Jason n’arrivait pas à dormir. Il ne pouvait s’empêcher de penser au Principe. Il ne savait pas comment il avait commencé à y penser. Pour se libérer de ses réflexions, il tenta sans y parvenir de retourner en esprit au point de départ de ses réflexions, mais celui-ci était trop confus, il ne put le retrouver et continua à s’interroger.
Il fallait qu’il dorme, se dit-il. Thatcher allait le réveiller tôt le lendemain matin, et il descendrait avec John le sentier qui menait au camp de Horace Nuage Rouge. Il était impatient de remonter le fleuve, ce serait intéressant – il y avait longtemps qu’il ne s’était pas éloigné de chez lui. Mais, si intéressant que ce soit, ce serait une dure journée et il avait besoin de sommeil.
Il essaya de compter des moutons et d’additionner des colonnes de chiffres imaginaires. Mais les moutons se refusaient à sauter et les chiffres retournaient au néant d’où il les avait tirés.
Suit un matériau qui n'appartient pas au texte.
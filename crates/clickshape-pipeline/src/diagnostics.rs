//! Per-click diagnostics: timing and counts for each extraction stage.
//!
//! Every successful [`ClickSession::click`](crate::ClickSession::click)
//! returns a [`ClickDiagnostics`] alongside the polygon. The CLI prints
//! either [`ClickDiagnostics::report`] or the serialized form.
//!
//! Timestamps are captured via the `web-time` crate. Durations are
//! serialized as fractional seconds (`f64`) since `std::time::Duration`
//! does not implement serde traits.

use std::time::Duration;

use serde::{Deserialize, Serialize};

use crate::contour::ContourTracerKind;

/// Serde support for `std::time::Duration` as fractional seconds.
mod duration_serde {
    use std::time::Duration;

    use serde::{Deserialize, Deserializer, Serialize, Serializer};

    /// Serialize a `Duration` as fractional seconds (`f64`).
    pub fn serialize<S: Serializer>(duration: &Duration, serializer: S) -> Result<S::Ok, S::Error> {
        duration.as_secs_f64().serialize(serializer)
    }

    /// Deserialize a `Duration` from fractional seconds (`f64`).
    pub fn deserialize<'de, D: Deserializer<'de>>(deserializer: D) -> Result<Duration, D::Error> {
        let secs = f64::deserialize(deserializer)?;
        Duration::try_from_secs_f64(secs).map_err(|_| {
            serde::de::Error::custom(
                "duration seconds must be finite, non-negative, and representable as a Duration",
            )
        })
    }
}

/// Diagnostics collected while handling a single click.
///
/// `smoothing` is `None` when no window is configured or the contour
/// was too short to smooth.
#[derive(Debug, Clone, Serialize, Deserialize)]
pub struct ClickDiagnostics {
    /// Geographic click to pixel index.
    pub pick: StageDiagnostics,
    /// Region growing from the seed.
    pub flood_fill: StageDiagnostics,
    /// Boundary tracing and longest-contour selection.
    pub contour_tracing: StageDiagnostics,
    /// Savitzky-Golay smoothing.
    pub smoothing: Option<StageDiagnostics>,
    /// Pixel to geographic conversion.
    pub georeference: StageDiagnostics,
    /// Wall-clock duration of the whole click (seconds).
    #[serde(with = "duration_serde")]
    pub total_duration: Duration,
}

/// Diagnostics for a single stage.
#[derive(Debug, Clone, Serialize, Deserialize)]
pub struct StageDiagnostics {
    /// Wall-clock duration of this stage (seconds).
    #[serde(with = "duration_serde")]
    pub duration: Duration,
    /// Stage-specific metrics.
    pub metrics: StageMetrics,
}

/// Stage-specific metrics.
#[derive(Debug, Clone, Serialize, Deserialize)]
pub enum StageMetrics {
    /// Click mapping.
    Pick {
        /// Clicked x coordinate.
        x: f64,
        /// Clicked y coordinate.
        y: f64,
        /// Seed row.
        row: u32,
        /// Seed column.
        col: u32,
        /// Sample value at the seed.
        seed_value: f64,
    },
    /// Flood fill.
    FloodFill {
        /// Tolerance around the seed value.
        tolerance: f64,
        /// Neighbourhood size (4 or 8).
        connectivity: u8,
        /// Pixels in the region.
        region_pixels: u64,
        /// Pixels in the grid.
        total_pixels: u64,
    },
    /// Contour tracing.
    ContourTracing {
        /// Which tracer was used.
        tracer: ContourTracerKind,
        /// Contours found in the mask.
        contour_count: usize,
        /// Points in the kept (longest) contour.
        kept_points: usize,
        /// Contours thrown away by the longest-contour rule.
        discarded: usize,
    },
    /// Smoothing.
    Smoothing {
        /// Filter window length.
        window: usize,
        /// Points smoothed.
        points: usize,
    },
    /// Georeferencing.
    Georeference {
        /// Vertices in the polygon exterior (including the closing one).
        vertex_count: usize,
        /// Planar area in squared CRS units.
        area: f64,
    },
}

impl ClickDiagnostics {
    /// Format diagnostics as a human-readable report.
    #[must_use]
    pub fn report(&self) -> String {
        let mut lines = Vec::new();

        lines.push(format!("Click Diagnostics Report\n{}", "=".repeat(60)));
        lines.push(format!(
            "Total duration: {:.3}ms",
            duration_ms(self.total_duration),
        ));
        lines.push(String::new());

        lines.push(format!(
            "{:<18} {:>10} {:>10}  {}",
            "Stage", "Duration", "% Total", "Details"
        ));
        lines.push("-".repeat(80));

        let total_ms = duration_ms(self.total_duration);

        let mut stages = vec![
            ("Pick", &self.pick),
            ("Flood Fill", &self.flood_fill),
            ("Contour Tracing", &self.contour_tracing),
        ];
        if let Some(ref s) = self.smoothing {
            stages.push(("Smoothing", s));
        }
        stages.push(("Georeference", &self.georeference));

        for (name, diag) in &stages {
            let ms = duration_ms(diag.duration);
            let pct = if total_ms > 0.0 {
                ms / total_ms * 100.0
            } else {
                0.0
            };
            let details = format_metrics(&diag.metrics);
            lines.push(format!("{name:<18} {ms:>8.3}ms {pct:>9.1}%  {details}"));
        }

        lines.join("\n")
    }
}

/// Convert a `Duration` to milliseconds as `f64`.
fn duration_ms(d: Duration) -> f64 {
    d.as_secs_f64() * 1000.0
}

/// Format stage metrics into a compact detail string.
fn format_metrics(metrics: &StageMetrics) -> String {
    match metrics {
        StageMetrics::Pick {
            x,
            y,
            row,
            col,
            seed_value,
        } => format!("({x:.4}, {y:.4}) -> row {row} col {col} value={seed_value}"),
        StageMetrics::FloodFill {
            tolerance,
            connectivity,
            region_pixels,
            total_pixels,
        } => {
            #[allow(clippy::cast_precision_loss)]
            let coverage = if *total_pixels > 0 {
                *region_pixels as f64 / *total_pixels as f64 * 100.0
            } else {
                0.0
            };
            format!(
                "tol={tolerance} {connectivity}-conn region={region_pixels} px ({coverage:.1}%)"
            )
        }
        StageMetrics::ContourTracing {
            tracer,
            contour_count,
            kept_points,
            discarded,
        } => format!(
            "{tracer:?} {contour_count} contours, kept {kept_points} pts, discarded {discarded}"
        ),
        StageMetrics::Smoothing { window, points } => {
            format!("window={window} {points} pts")
        }
        StageMetrics::Georeference { vertex_count, area } => {
            format!("{vertex_count} vertices, area={area:.6}")
        }
    }
}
Il continuait à s’inquiéter et à s’interroger au sujet du Principe.
Si l’univers était en création continue, s’il n’avait ni commencement, ni fin, s’il avait toujours existé et était destiné à exister à jamais, à quel point de cette éternité le Principe était-il né ? Ou bien, était-il lui aussi éternel, comme l’univers ? Si, par contre, l’univers était évolutif, s’il avait commencé à une date précise, en un lieu précis, et s’il devait prendre fin à une date et en un lieu précis, le Principe était-il déjà là, avant, à attendre, étrangeté sortie du néant ? Ou bien ne s’était-il développé qu’à une date ultérieure ? Et à partir de quoi s’était-il développé ? Et pourquoi dans cette galaxie ? se demanda-t-il. Pourquoi le Principe avait-il choisi de résider dans cette galaxie quand il aurait pu en choisir des milliards d’autres ? Y était-il né et y était-il resté ? Et si tel était le cas, quelles caractéristiques uniques offrait celle-ci pour déterminer son apparition ? Ou bien s’agissait-il de quelque chose de beaucoup plus grand que ce que l’on pouvait imaginer, et sa manifestation dans la galaxie n’était-elle que l’antenne d’une unité centrale beaucoup plus importante ?
Tout cela était absurde, bien entendu. Il n’avait aucun moyen de trouver une réponse, aucun moyen logique d’arriver même à deviner ce qui s’était réellement passé. Il n’était pas en possession des données du problème. Personne ne les avait. Le seul qui pouvait savoir était le Principe lui-même. Toute sa réflexion était un exercice imbécile, Jason le savait. Il n’avait pas de raisons impératives de chercher une réponse. Et pourtant, son esprit continuait à s’interroger, il ne parvenait pas à l’arrêter, s’accrochant désespérément à une impossibilité à laquelle il n’aurait jamais dû prêter attention.
Il se retourna nerveusement et essaya d’enfoncer plus profondément sa tête dans l’oreiller.
— Jason, dit la voix de Martha dans le noir, dors-tu ?
— Presque, lui répondit-il en marmonnant. Presque.